A Voluntersul ainda frisou que, em 2020, as corporações de bombeiros voluntários do RS foram responsáveis por mais de 28 mil atendimentos a chamados diversos em suas comunidades. “Com uma estrutura de mais de 300 viaturas, entre caminhões de combate a incêndio, ambulâncias, veículos de resgate e outros. Todas totalmente equipadas e com 1,5 mil homens e mulheres que garantem os plantões 24 horas em suas sedes”, informou.

Agora, as corporações se mostram confiantes sobre a reversão da medida liminar para que a lei complementar que regulamenta o serviço das corporações voluntárias volte a vigorar. “Enquanto o Estado gasta energia nessa discussão sobre quem pode operar as unidades instaladas, o Rio Grande do Sul ainda tem cerca de 350 municípios desprovidos de serviços próprios de bombeiros. O que tem como principal consequência retardar o atendimento de quem está em risco”, encerrou a associação na nota, assinada pelo presidente Anderson Jociel da Rosa.

O que diz o Corpo de Bombeiros Militar

De acordo com comandante do 5º Batalhão de Bombeiros Militar da Serra Gaúcha, coronel Julimar Fortes Pinheiro, a discussão é “meramente legal” e incide sobre a inconstitucionalidade da lei complementar. “A constituição do Estado diz que os serviços pertinentes a essas atividades de combate a incêndio, busca, salvamento e resgate são obrigação estadual. Mesmo nos lugares onde o Estado não alcança, a atribuição continua sendo dele. E o Estado, por entender que não consegue atender todas as cidades, permite a atuação desses ‘bombeiros voluntários’ como serviços civis auxiliares”, explica. Entretanto, a partir da lei aprovada, haveria uma “invasão de competência privativa do Poder Executivo Estadual e uma violação de atribuições constitucionais e legais em relação ao corpo de Bombeiros Militar”.

Em resumo, o coronel afirma que o CBMRS é contra a prestação de serviços de competência estadual por órgãos privados que “não estejam devidamente regulamentados no sistema público”. “Nós somos incentivadores desse serviço de forma correta e regular. Estamos nos colocando contra a irregularidade da questão legal. Única coisa que queremos é que os municípios regularizem esses serviços diante do sistema estatal”, explica.

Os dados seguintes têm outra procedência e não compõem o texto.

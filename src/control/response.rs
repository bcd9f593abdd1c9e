//! RTSP response parsing and reading.
//!
//! A response is a status line, header lines, an empty line, and an optional
//! body sized by `Content-Length`. [`ResponseReader`] reads exactly one
//! response from the connection and keeps whatever follows it buffered, so
//! interleaved data that arrives in the same read as the PLAY response is
//! not lost.

use bytes::{Buf, Bytes, BytesMut};
use tokio::io::{AsyncRead, AsyncReadExt};

use crate::error::{Result, RtspError};

/// Largest accepted response head (status line + headers).
pub const MAX_HEAD_SIZE: usize = 64 * 1024;

/// Largest accepted response body.
pub const MAX_BODY_SIZE: usize = 4 * 1024 * 1024;

const HEAD_TERMINATOR: &[u8] = b"\r\n\r\n";

/// A parsed response.
#[derive(Debug, Clone)]
pub struct Response {
    /// Status code, e.g. 200.
    pub status: u16,
    /// Reason phrase, e.g. "OK".
    pub reason: String,
    /// Header lines in arrival order.
    pub headers: Vec<(String, String)>,
    /// Body bytes (SDP for DESCRIBE).
    pub body: Bytes,
    head: String,
}

impl Response {
    /// Parse a response head (everything before the empty line).
    pub fn parse(head: &str, body: Bytes) -> Result<Self> {
        let mut lines = head.split("\r\n");
        let status_line = lines.next().unwrap_or_default();
        let (status, reason) = parse_status_line(status_line)?;

        let headers = lines
            .filter(|line| !line.is_empty())
            .filter_map(split_header)
            .map(|(k, v)| (k.to_string(), v.to_string()))
            .collect();

        Ok(Self {
            status,
            reason,
            headers,
            body,
            head: head.to_string(),
        })
    }

    /// Raw response head text.
    pub fn text(&self) -> &str {
        &self.head
    }

    /// Status line as received.
    pub fn status_line(&self) -> &str {
        self.head.split("\r\n").next().unwrap_or_default()
    }

    /// Whether the status is 2xx.
    pub fn is_success(&self) -> bool {
        (200..300).contains(&self.status)
    }

    /// Look up a header: exact key first, then case-insensitive.
    pub fn header(&self, name: &str) -> Option<&str> {
        self.headers
            .iter()
            .find(|(k, _)| k == name)
            .or_else(|| self.headers.iter().find(|(k, _)| k.eq_ignore_ascii_case(name)))
            .map(|(_, v)| v.as_str())
    }

    /// Parsed `CSeq` header.
    pub fn cseq(&self) -> Option<u32> {
        self.header("CSeq").and_then(|v| v.trim().parse().ok())
    }

    /// Session identifier from the `Session` header.
    pub fn session_id(&self) -> Option<String> {
        extract_session_id(&self.head)
    }
}

/// Split one header line on the first `": "`.
fn split_header(line: &str) -> Option<(&str, &str)> {
    line.split_once(": ")
}

fn parse_status_line(line: &str) -> Result<(u16, String)> {
    let mut parts = line.splitn(3, ' ');
    let version = parts.next().unwrap_or_default();
    if !version.starts_with("RTSP/") {
        return Err(RtspError::Protocol(format!(
            "malformed status line: {:?}",
            line
        )));
    }
    let status = parts
        .next()
        .and_then(|code| code.parse::<u16>().ok())
        .ok_or_else(|| RtspError::Protocol(format!("malformed status line: {:?}", line)))?;
    let reason = parts.next().unwrap_or_default().to_string();
    Ok((status, reason))
}

/// Extract the session identifier from response text.
///
/// Splits on `\r\n`, each line on the first `": "`; for the `Session` header
/// the value up to the first `;` is the identifier.
///
/// # Example
///
/// ```
/// use rtsp_interleaved_client::control::extract_session_id;
///
/// let text = "RTSP/1.0 200 OK\r\nCSeq: 4\r\nSession: 95dbd4fe6def47eb8449d5281f2dc6c8;timeout=60\r\n\r\n";
/// assert_eq!(
///     extract_session_id(text).as_deref(),
///     Some("95dbd4fe6def47eb8449d5281f2dc6c8")
/// );
/// ```
pub fn extract_session_id(text: &str) -> Option<String> {
    text.split("\r\n")
        .filter_map(split_header)
        .find(|(key, _)| key.eq_ignore_ascii_case("Session"))
        .map(|(_, value)| value.split(';').next().unwrap_or_default().trim())
        .filter(|id| !id.is_empty())
        .map(str::to_string)
}

/// Extract `interleaved=a-b` from a Transport header value.
pub fn parse_interleaved(transport: &str) -> Option<(u8, u8)> {
    let value = transport
        .split(';')
        .find_map(|param| param.trim().strip_prefix("interleaved="))?;
    match value.split_once('-') {
        Some((rtp, rtcp)) => Some((rtp.trim().parse().ok()?, rtcp.trim().parse().ok()?)),
        None => {
            let rtp: u8 = value.trim().parse().ok()?;
            Some((rtp, rtp.wrapping_add(1)))
        }
    }
}

/// Reads one response at a time from the control connection.
pub struct ResponseReader<R> {
    reader: R,
    buffer: BytesMut,
    read_size: usize,
}

impl<R: AsyncRead + Unpin> ResponseReader<R> {
    /// Wrap a read half.
    pub fn new(reader: R, read_size: usize) -> Self {
        Self {
            reader,
            buffer: BytesMut::with_capacity(read_size.max(1024)),
            read_size: read_size.max(1),
        }
    }

    /// Read exactly one response.
    ///
    /// # Errors
    ///
    /// - `Transport` on read failure or EOF before the response is complete
    /// - `Protocol` on an oversized or malformed response
    pub async fn read_response(&mut self) -> Result<Response> {
        let head_end = loop {
            if let Some(pos) = find(&self.buffer, HEAD_TERMINATOR) {
                break pos;
            }
            if self.buffer.len() > MAX_HEAD_SIZE {
                return Err(RtspError::Protocol(format!(
                    "response head exceeds {} bytes",
                    MAX_HEAD_SIZE
                )));
            }
            self.fill().await?;
        };

        let head_bytes = self.buffer.split_to(head_end);
        self.buffer.advance(HEAD_TERMINATOR.len());
        let head = String::from_utf8_lossy(&head_bytes).into_owned();

        let mut response = Response::parse(&head, Bytes::new())?;

        let body_len = match response.header("Content-Length") {
            Some(value) => value.trim().parse::<usize>().map_err(|_| {
                RtspError::Protocol(format!("invalid Content-Length: {:?}", value))
            })?,
            None => 0,
        };
        if body_len > MAX_BODY_SIZE {
            return Err(RtspError::Protocol(format!(
                "response body of {} bytes exceeds {}",
                body_len, MAX_BODY_SIZE
            )));
        }
        while self.buffer.len() < body_len {
            self.fill().await?;
        }
        response.body = self.buffer.split_to(body_len).freeze();

        Ok(response)
    }

    async fn fill(&mut self) -> Result<()> {
        self.buffer.reserve(self.read_size);
        let n = self
            .reader
            .read_buf(&mut self.buffer)
            .await
            .map_err(|e| RtspError::Transport(format!("read failed: {}", e)))?;
        if n == 0 {
            return Err(RtspError::Transport(
                "connection closed while awaiting response".to_string(),
            ));
        }
        Ok(())
    }

    /// Bytes received past the last response.
    pub fn buffered(&self) -> usize {
        self.buffer.len()
    }

    /// Give up the reader together with any bytes already buffered.
    pub fn into_parts(self) -> (R, BytesMut) {
        (self.reader, self.buffer)
    }
}

fn find(haystack: &[u8], needle: &[u8]) -> Option<usize> {
    haystack
        .windows(needle.len())
        .position(|window| window == needle)
}

#[cfg(test)]
mod tests {
    use super::*;
    use tokio::io::{duplex, AsyncWriteExt};

    const SETUP_RESPONSE: &str = "RTSP/1.0 200 OK\r\n\
        CSeq: 4\r\n\
        Server: gortsplib\r\n\
        Session: 95dbd4fe6def47eb8449d5281f2dc6c8;timeout=60\r\n\
        Transport: RTP/AVP/TCP;unicast;interleaved=0-1;ssrc=48C041CE\r\n\r\n";

    #[test]
    fn test_extract_session_id() {
        assert_eq!(
            extract_session_id(SETUP_RESPONSE).as_deref(),
            Some("95dbd4fe6def47eb8449d5281f2dc6c8")
        );
    }

    #[test]
    fn test_extract_session_id_without_params() {
        let text = "RTSP/1.0 200 OK\r\nSession: 12345678\r\n\r\n";
        assert_eq!(extract_session_id(text).as_deref(), Some("12345678"));
    }

    #[test]
    fn test_extract_session_id_absent() {
        let text = "RTSP/1.0 200 OK\r\nCSeq: 3\r\nSessionTimeout: 60\r\n\r\n";
        assert!(extract_session_id(text).is_none());
    }

    #[test]
    fn test_parse_response() {
        let head = SETUP_RESPONSE.trim_end_matches("\r\n\r\n");
        let response = Response::parse(head, Bytes::new()).unwrap();

        assert_eq!(response.status, 200);
        assert_eq!(response.reason, "OK");
        assert!(response.is_success());
        assert_eq!(response.cseq(), Some(4));
        assert_eq!(response.header("Server"), Some("gortsplib"));
        assert_eq!(response.header("server"), Some("gortsplib"));
        assert_eq!(response.status_line(), "RTSP/1.0 200 OK");
        assert_eq!(
            response.session_id().as_deref(),
            Some("95dbd4fe6def47eb8449d5281f2dc6c8")
        );
    }

    #[test]
    fn test_parse_error_status() {
        let response =
            Response::parse("RTSP/1.0 454 Session Not Found\r\nCSeq: 5", Bytes::new()).unwrap();
        assert_eq!(response.status, 454);
        assert_eq!(response.reason, "Session Not Found");
        assert!(!response.is_success());
    }

    #[test]
    fn test_parse_malformed_status_line() {
        let err = Response::parse("HTTP/1.1 200 OK", Bytes::new()).unwrap_err();
        assert!(matches!(err, RtspError::Protocol(_)));

        let err = Response::parse("RTSP/1.0 abc", Bytes::new()).unwrap_err();
        assert!(matches!(err, RtspError::Protocol(_)));
    }

    #[test]
    fn test_parse_interleaved() {
        assert_eq!(
            parse_interleaved("RTP/AVP/TCP;unicast;interleaved=0-1"),
            Some((0, 1))
        );
        assert_eq!(
            parse_interleaved("RTP/AVP/TCP;unicast;interleaved=2-3;ssrc=1"),
            Some((2, 3))
        );
        assert_eq!(parse_interleaved("RTP/AVP/TCP;interleaved=4"), Some((4, 5)));
        assert_eq!(parse_interleaved("RTP/AVP;unicast;client_port=1-2"), None);
    }

    #[tokio::test]
    async fn test_reader_handles_split_response_and_body() {
        let (mut server, client) = duplex(1024);
        let mut reader = ResponseReader::new(client, 16);

        tokio::spawn(async move {
            server
                .write_all(b"RTSP/1.0 200 OK\r\nCSeq: 2\r\nContent-")
                .await
                .unwrap();
            server
                .write_all(b"Length: 5\r\n\r\nv=0\r\n")
                .await
                .unwrap();
            server
                .write_all(b"RTSP/1.0 200 OK\r\nCSeq: 3\r\n\r\n")
                .await
                .unwrap();
        });

        let first = reader.read_response().await.unwrap();
        assert_eq!(first.cseq(), Some(2));
        assert_eq!(&first.body[..], b"v=0\r\n");

        let second = reader.read_response().await.unwrap();
        assert_eq!(second.cseq(), Some(3));
        assert!(second.body.is_empty());
    }

    #[tokio::test]
    async fn test_reader_keeps_trailing_bytes() {
        let (mut server, client) = duplex(1024);
        let mut reader = ResponseReader::new(client, 1024);

        server
            .write_all(b"RTSP/1.0 200 OK\r\nCSeq: 5\r\n\r\n\x24\x00\x00\x01\x7f")
            .await
            .unwrap();

        let response = reader.read_response().await.unwrap();
        assert_eq!(response.cseq(), Some(5));
        assert_eq!(reader.buffered(), 5);

        let (_reader, leftover) = reader.into_parts();
        assert_eq!(&leftover[..], &[0x24, 0x00, 0x00, 0x01, 0x7f]);
    }

    #[tokio::test]
    async fn test_reader_eof_is_transport_error() {
        let (mut server, client) = duplex(1024);
        let mut reader = ResponseReader::new(client, 1024);

        server.write_all(b"RTSP/1.0 200 OK\r\n").await.unwrap();
        drop(server);

        let err = reader.read_response().await.unwrap_err();
        assert!(matches!(err, RtspError::Transport(_)));
    }
}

Segundo o coronel, o melhor caminho no momento é seguir a legislação da forma como estava anteriormente, sem a lei complementar 15.726. Ainda, Fortes ressalta que a contestação da lei não foi um pedido do CBMRS, e sim um entendimento do Ministério Público. “Ao longo do processo, os bombeiros militares vêm apenas subsidiando as questões legais. Quem entendeu esse conflito e entrou com uma ação contra a lei complementar foi o MP”, afirma.

Atualmente, 93 municípios gaúchos contam com um quartel do Corpo de Bombeiros Militar, o que representa, segundo o coronel, uma cobertura de 76,6% da população.